The wall, which I drew from a photograph in a book I bought in Poland in 1984 called Polish Jews – Art and Culture, is a remarkable one. For it has this magnificent sculpted relief archway emanating up and out toward the ceiling. While in West Palm Beach, I found a rabbi nearby who kindly examined the photo I was working from. The Hebrew writing on the wall (center left and right) contained memorial prayers for the departed.
The town of Tykocin appears in Polish Jews: The Final Chapter, written by my late Hillel rabbi, Earl Vinecour, of blessed memory, who died at a very young age in the late 1970’s*. It was Earl and a classmate of mine, photography student Chuck Fishman who is now a photographer in New York, who provided me with an interest in Poland and brought me, through their own travels, research and writing, to examine the world of my own Jewish ancestry. A few years later, I traveled to Poland and had my life changed.
People in the Seattle Jewish community are telling me now that my life will change dramatically again as I leave on my first trip to Israel in early October. I have been invited to speak and show my artwork at an international conference at Yad Vashem, the Holocaust memorial museum. The art museum at Yad Vashem may also be the future home of my watercolor, ink and gouache work featured on the cover of this issue of The Jewish Transcript.
Pending a review** by the art committee of Yad Vashem’s art museum, the “Tykocin Synagogue, Poland – Baroque wall with memorial prayers” will hopefully be acquisitioned into the Yad Vashem Art Museum collection as a gift from Alexander Schwarz in memory of his beloved wife Trudi and their son. The Schwarz family are friends and and library patrons of mine at the Magnolia branch of Seattle Public Library.

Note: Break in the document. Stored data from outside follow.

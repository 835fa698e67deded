//! Human-readable tool execution blocks.

use serde_json::Value;
use tracing::warn;

use super::table::pretty_json;
use crate::capture::{value_text, ToolExecution, ToolFamily, ToolStatus};

/// Default byte budget for one tool block.
pub const DEFAULT_TOOL_BLOCK_BUDGET: usize = 40_000;

/// Maximum agent name length shown in a block header.
const MAX_AGENT_NAME_CHARS: usize = 50;

/// Cuts `text` to at most `max_bytes` bytes and appends a visible notice.
///
/// The cut point is floored to a character boundary, so the same input and
/// budget always produce the same output and never split a UTF-8 sequence.
pub fn truncate_if_needed(text: &str, max_bytes: usize, label: &str) -> String {
    if text.len() <= max_bytes {
        return text.to_string();
    }

    let mut cut = max_bytes;
    while !text.is_char_boundary(cut) {
        cut -= 1;
    }

    warn!(
        label = label,
        original_bytes = text.len(),
        kept_bytes = cut,
        "Truncated output"
    );

    format!(
        "{}\n\n[TRUNCATED: {} output cut from {} to {} bytes]",
        &text[..cut],
        label,
        text.len(),
        cut
    )
}

/// Like [`truncate_if_needed`], with the budget counted in characters.
pub fn truncate_chars_if_needed(text: &str, max_chars: usize, label: &str) -> String {
    match text.char_indices().nth(max_chars) {
        Some((cut, _)) => truncate_if_needed(text, cut, label),
        None => text.to_string(),
    }
}

/// Header label for a tool block.
fn tool_type(tool: &ToolExecution) -> &'static str {
    match tool.status {
        ToolStatus::DelegationStart if tool.is_delegation() => "DELEGATION START",
        ToolStatus::DelegationStart => "TOOL START",
        ToolStatus::DelegationComplete => "DELEGATION COMPLETE",
        _ if is_sub_agent(&tool.agent_name) => "SUB-AGENT TOOL",
        _ => "TOOL",
    }
}

/// Sub-agents carry snake_case names; top-level agents are addressed by
/// UUID-like ids with four dashes.
fn is_sub_agent(agent_name: &str) -> bool {
    agent_name.contains('_') && agent_name.matches('-').count() <= 3
}

/// Renders the output of a tool for display.
///
/// Retrieval outputs holding a `chunks` list are shown as numbered
/// `--- Chunk i ---` sections; everything else as text.
pub fn process_tool_output(tool_name: &str, output: &Value) -> String {
    let text = value_text(output);
    if ToolFamily::from_tool_name(tool_name) != ToolFamily::Retrieval || text.is_empty() {
        return text;
    }

    let parsed = match output {
        Value::Object(_) => Some(output.clone()),
        Value::String(s) => serde_json::from_str::<Value>(s)
            .ok()
            .or_else(|| outermost_object(s)),
        _ => None,
    };

    let Some(chunks) = parsed
        .as_ref()
        .and_then(|p| p.get("chunks"))
        .and_then(Value::as_array)
    else {
        return text;
    };

    let rendered: Vec<String> = chunks
        .iter()
        .enumerate()
        .filter_map(|(i, chunk)| {
            let content = chunk.as_object()?.get("content")?;
            Some(format!("--- Chunk {} ---\n{}", i + 1, value_text(content)))
        })
        .collect();

    if rendered.is_empty() {
        text
    } else {
        rendered.join("\n\n")
    }
}

/// Parses the span from the first `{` to the last `}`.
fn outermost_object(text: &str) -> Option<Value> {
    let start = text.find('{')?;
    let end = text.rfind('}')?;
    if end <= start {
        return None;
    }
    serde_json::from_str(&text[start..=end]).ok()
}

/// Formats one tool execution record as a text block, cut to `max_bytes`.
pub fn format_tool_execution(tool: &ToolExecution, max_bytes: usize) -> String {
    let mut block = format!("[Type: {}]\n[Tool: {}]\n", tool_type(tool), tool.tool_name);

    if !tool.agent_name.is_empty() {
        let agent = crate::utils::preview(&tool.agent_name, MAX_AGENT_NAME_CHARS);
        block.push_str(&format!("[Agent: {agent}]\n"));
    }
    if !tool.step_id.is_empty() {
        block.push_str(&format!("[Step: {}]\n", tool.step_id));
    }
    if let Some(parent) = tool.previous_step_ids.first().filter(|p| !p.is_empty()) {
        block.push_str(&format!("[Parent Step: {parent}]\n"));
    }
    block.push('\n');

    block.push_str(&format!("**Args:**\n{}\n\n", pretty_json(&tool.arguments)));

    let output = process_tool_output(&tool.tool_name, &tool.output);
    if !output.is_empty() || matches!(tool.status, ToolStatus::Finished | ToolStatus::DelegationComplete) {
        block.push_str(&format!("**Output:**\n{output}\n\n"));
    } else {
        block.push_str("**Output:** (Delegation in progress...)\n\n");
    }

    block.push_str(&format!("**Status:** {}\n", tool.status));
    block.push_str(&format!("**Duration:** {}ms", tool.duration_ms));

    truncate_if_needed(&block, max_bytes, &tool.tool_name)
}
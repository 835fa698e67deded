//! Benchmark runner.
//!
//! Drives agent runs from an [`EventSource`], records each one with a fresh
//! recorder and turns the batch into result rows.
//!
//! ```text
//! dataset -> BatchRunner -> RunSession (timeout) -> RunRecorder -> ResultFormatter
//! ```
//!
//! Runs are independent; the only shared state is the read-only
//! [`BenchmarkConfig`]. Concurrency is bounded by `workers`.

pub mod batch;
pub mod config;
pub mod dataset;
pub mod session;
pub mod source;

pub use batch::{BatchReport, BatchRunner, BatchSummary, CaseResult};
pub use config::{timeout_from_secs, BenchmarkConfig};
pub use dataset::{load_dataset, parse_row_indices, select_cases, BenchmarkCase};
pub use session::{RunSession, SessionOutcome};
pub use source::{parse_transcript_line, EventSource, EventStream, ReplayClient, RunRequest, StaticSource, TranscriptLine};
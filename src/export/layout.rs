//! Column layout shared by every row of a batch.

use crate::capture::RunRecord;

/// Columns every row starts with.
pub const LEADING_COLUMNS: [&str; 5] = ["Index", "Question", "Expected Answer", "Answer", "Response_Time"];

/// Manual review columns when auto-evaluation review is enabled.
pub const DETAILED_REVIEW_COLUMNS: [&str; 4] = [
    "manual_review_answer_relevance",
    "manual_review_answer_quality",
    "manual_review_context_quality",
    "manual_review_notes",
];

/// Manual review columns otherwise.
pub const SIMPLE_REVIEW_COLUMNS: [&str; 3] = ["manual_rr", "issue_category", "additional_notes"];

/// Run detail columns placed after the tool pairs.
pub const DETAIL_COLUMNS: [&str; 3] = ["sources", "thinking_steps", "artifacts"];

/// Metric columns, then the two error columns.
pub const TRAILING_COLUMNS: [&str; 14] = [
    "geval_completeness",
    "geval_completeness_explanation",
    "geval_groundedness",
    "geval_groundedness_explanation",
    "geval_redundancy",
    "geval_redundancy_explanation",
    "geval_language_consistency",
    "geval_language_consistency_explanation",
    "geval_refusal_alignment",
    "geval_refusal_alignment_explanation",
    "auto_rr",
    "possible_issues",
    "evaluation_error",
    "agent_error",
];

/// Name of the N-th (1-based) tool block column.
pub fn source_tool_column(n: usize) -> String {
    format!("source_tool_{n}")
}

/// Name of the N-th (1-based) context column.
pub fn context_column(n: usize) -> String {
    format!("retrieved_context_or_queried_data_{n}")
}

/// Fixed column order for one batch.
///
/// The number of `source_tool_N` / `retrieved_context_or_queried_data_N`
/// pairs is the largest tool execution count seen in the batch, so every
/// row has the same shape.
#[derive(Debug, Clone, PartialEq)]
pub struct BatchLayout {
    max_tools: usize,
    manual_review_auto_eval: bool,
    columns: Vec<String>,
}

impl BatchLayout {
    pub fn new(max_tools: usize, manual_review_auto_eval: bool) -> Self {
        let review: &[&str] = if manual_review_auto_eval {
            &DETAILED_REVIEW_COLUMNS
        } else {
            &SIMPLE_REVIEW_COLUMNS
        };

        let mut columns: Vec<String> = LEADING_COLUMNS
            .iter()
            .chain(review)
            .map(|c| c.to_string())
            .collect();
        for n in 1..=max_tools {
            columns.push(source_tool_column(n));
            columns.push(context_column(n));
        }
        columns.extend(DETAIL_COLUMNS.iter().chain(&TRAILING_COLUMNS).map(|c| c.to_string()));

        Self {
            max_tools,
            manual_review_auto_eval,
            columns,
        }
    }

    /// Sizes the layout from the records of a whole batch.
    pub fn for_records<'a>(records: impl IntoIterator<Item = &'a RunRecord>, manual_review_auto_eval: bool) -> Self {
        let max_tools = records
            .into_iter()
            .map(|r| r.tool_executions.len())
            .max()
            .unwrap_or(0);
        Self::new(max_tools, manual_review_auto_eval)
    }

    pub fn max_tools(&self) -> usize {
        self.max_tools
    }

    pub fn manual_review_auto_eval(&self) -> bool {
        self.manual_review_auto_eval
    }

    pub fn columns(&self) -> &[String] {
        &self.columns
    }

    pub fn contains(&self, column: &str) -> bool {
        self.columns.iter().any(|c| c == column)
    }
}
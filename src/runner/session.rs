//! One agent run: stream events into a recorder under a timeout.

use std::time::{Duration, Instant};

use futures::StreamExt;
use tracing::{error, info, warn};

use super::source::{EventSource, RunRequest};
use crate::capture::{agent_error_message, ContextExtractor, RunRecord, RunRecorder};
use crate::error::RunError;

/// Result of one run. A record is always present, even on failure.
#[derive(Debug, Clone)]
pub struct SessionOutcome {
    pub record: RunRecord,
    /// Wall time of the run in seconds.
    pub response_time_s: f64,
    /// `agent_error` column text when the run failed.
    pub agent_error: Option<String>,
    pub error: Option<RunError>,
}

impl SessionOutcome {
    pub fn is_success(&self) -> bool {
        self.error.is_none()
    }
}

/// Runs agent sessions with a fixed timeout.
#[derive(Debug, Clone)]
pub struct RunSession {
    timeout: Duration,
    extractor: ContextExtractor,
}

impl RunSession {
    pub fn new(timeout: Duration) -> Self {
        Self {
            timeout,
            extractor: ContextExtractor::default(),
        }
    }

    pub fn with_extractor(mut self, extractor: ContextExtractor) -> Self {
        self.extractor = extractor;
        self
    }

    pub fn timeout(&self) -> Duration {
        self.timeout
    }

    /// Executes one run.
    ///
    /// Events are accepted until the stream ends, yields an error, or the
    /// timeout elapses. The recorder is finalized in every case.
    pub async fn run(&self, source: &dyn EventSource, request: &RunRequest) -> SessionOutcome {
        let mut recorder = RunRecorder::new().with_extractor(self.extractor.clone());
        let started = Instant::now();
        info!(index = request.index, run_id = %recorder.run_id(), "Starting agent run");

        let result = match tokio::time::timeout(self.timeout, consume(source, request, &mut recorder)).await {
            Ok(result) => result,
            Err(_) => Err(RunError::Timeout(self.timeout)),
        };
        let response_time_s = started.elapsed().as_secs_f64();

        if let Err(e) = &result {
            recorder.record_error(e, Some(self.timeout));
        }
        let record = recorder.finalize();

        match result {
            Ok(()) => {
                info!(
                    index = request.index,
                    seconds = format!("{response_time_s:.2}"),
                    tools = record.tool_executions.len(),
                    "Agent run completed"
                );
                SessionOutcome {
                    record,
                    response_time_s,
                    agent_error: None,
                    error: None,
                }
            }
            Err(e) => {
                if matches!(e, RunError::Timeout(_)) {
                    warn!(index = request.index, timeout = self.timeout.as_secs_f64(), "Agent run timed out");
                } else {
                    error!(index = request.index, error = %e, "Agent run failed");
                }
                let agent_error = agent_error_message(&e, record.error_details.as_ref());
                SessionOutcome {
                    record,
                    response_time_s,
                    agent_error: Some(agent_error),
                    error: Some(e),
                }
            }
        }
    }
}

async fn consume(source: &dyn EventSource, request: &RunRequest, recorder: &mut RunRecorder) -> Result<(), RunError> {
    let mut stream = source.stream_run(request).await?;
    while let Some(item) = stream.next().await {
        recorder.accept(item?);
    }
    Ok(())
}
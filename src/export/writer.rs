//! CSV export of result rows.

use std::path::Path;

use tokio::fs;
use tokio::io::AsyncWriteExt;
use tracing::info;

use super::layout::BatchLayout;
use super::row::ResultRow;
use crate::capture::RunRecord;
use crate::error::ExportError;

/// Checks that every row has exactly the layout's columns, in order.
pub fn validate_rows(rows: &[ResultRow], layout: &BatchLayout) -> Result<(), ExportError> {
    for row in rows {
        let mut expected = layout.columns().iter();
        for column in row.columns() {
            match expected.next() {
                Some(e) if e == column => {}
                _ => return Err(ExportError::UnknownColumn(column.to_string())),
            }
        }
        if let Some(missing) = expected.next() {
            return Err(ExportError::UnknownColumn(missing.clone()));
        }
    }
    Ok(())
}

/// Serializes rows as CSV: a header record in layout order, then one
/// record per row. Every field is a string.
pub fn rows_to_csv(rows: &[ResultRow], layout: &BatchLayout) -> Result<Vec<u8>, ExportError> {
    let mut writer = csv::Writer::from_writer(Vec::new());
    writer.write_record(layout.columns())?;
    for row in rows {
        writer.write_record(row.cells().iter().map(|(_, value)| value.as_str()))?;
    }
    writer.into_inner().map_err(|e| ExportError::Io(e.into_error()))
}

/// Writes rows to `path` as CSV, creating parent directories.
///
/// Returns the number of rows written.
pub async fn write_rows(path: &Path, rows: &[ResultRow], layout: &BatchLayout) -> Result<usize, ExportError> {
    if rows.is_empty() {
        return Err(ExportError::NoRows);
    }
    validate_rows(rows, layout)?;

    let content = rows_to_csv(rows, layout)?;
    if let Some(parent) = path.parent().filter(|p| !p.as_os_str().is_empty()) {
        fs::create_dir_all(parent).await?;
    }
    let mut file = fs::File::create(path).await?;
    file.write_all(&content).await?;
    file.flush().await?;

    info!(
        path = %path.display(),
        rows = rows.len(),
        columns = layout.columns().len(),
        "Results saved"
    );
    Ok(rows.len())
}

/// Writes a run record as pretty JSON.
pub async fn write_run_record(path: &Path, record: &RunRecord) -> Result<(), ExportError> {
    let json = serde_json::to_string_pretty(record)?;
    if let Some(parent) = path.parent().filter(|p| !p.as_os_str().is_empty()) {
        fs::create_dir_all(parent).await?;
    }
    fs::write(path, json).await?;
    Ok(())
}
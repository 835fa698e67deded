//! Shared utility functions for qna-bench.
//!
//! Decoding helpers for the loosely-formatted payloads agents emit: placeholder
//! sanitization, a permissive literal decoder, and the ordered decoder chain
//! built on top of them.

pub mod decode;
pub mod literal;
pub mod sanitize;

pub use decode::{decode_text, decode_tool_output, find_matching_brace, preview, DecodeStrategy};
pub use literal::parse_literal;
pub use sanitize::sanitize_unquoted_tokens;
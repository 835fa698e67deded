//! Command-line interface for qna-bench.
//!
//! Provides the `run` and `inspect` commands.

mod commands;

pub use commands::{parse_cli, run, run_with_cli, Cli, Commands};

Refugees from the Vienna of the Nazi Party, Trudi was sent to England in the late 1930’s she spent several years working in a private home in the countryside, unhappy but alive. Alex, through the luck of a draw, got out by the skin of his teeth. Eventually settling in Seattle, they owned a dry cleaners on Madison near Seattle University for man years and lost their only son to MS about 15 years ago. Following Trudi’s death a few years back, Alex moved back to Vienna after 60 years to be with his only living relative, a nephew and his spouse, with whom I’ll be staying for a few days on my way to Israel.
I hope a Transcript reader, an individual or perhaps a family, will donate the money to frame the artwork*** prior to my flight out in October. Any donor or donors will be acknowledged along with the Alex as benefactors of the work. To my fellow readers, I wish you all a terrific Rosh Ha’shanah, and meaningful days and weeks to follow with Yom Kippur and beyond.
Akiva Segan lives in Seattle. To contact him about this and or other artworks, call (such and such phone # or email him at - )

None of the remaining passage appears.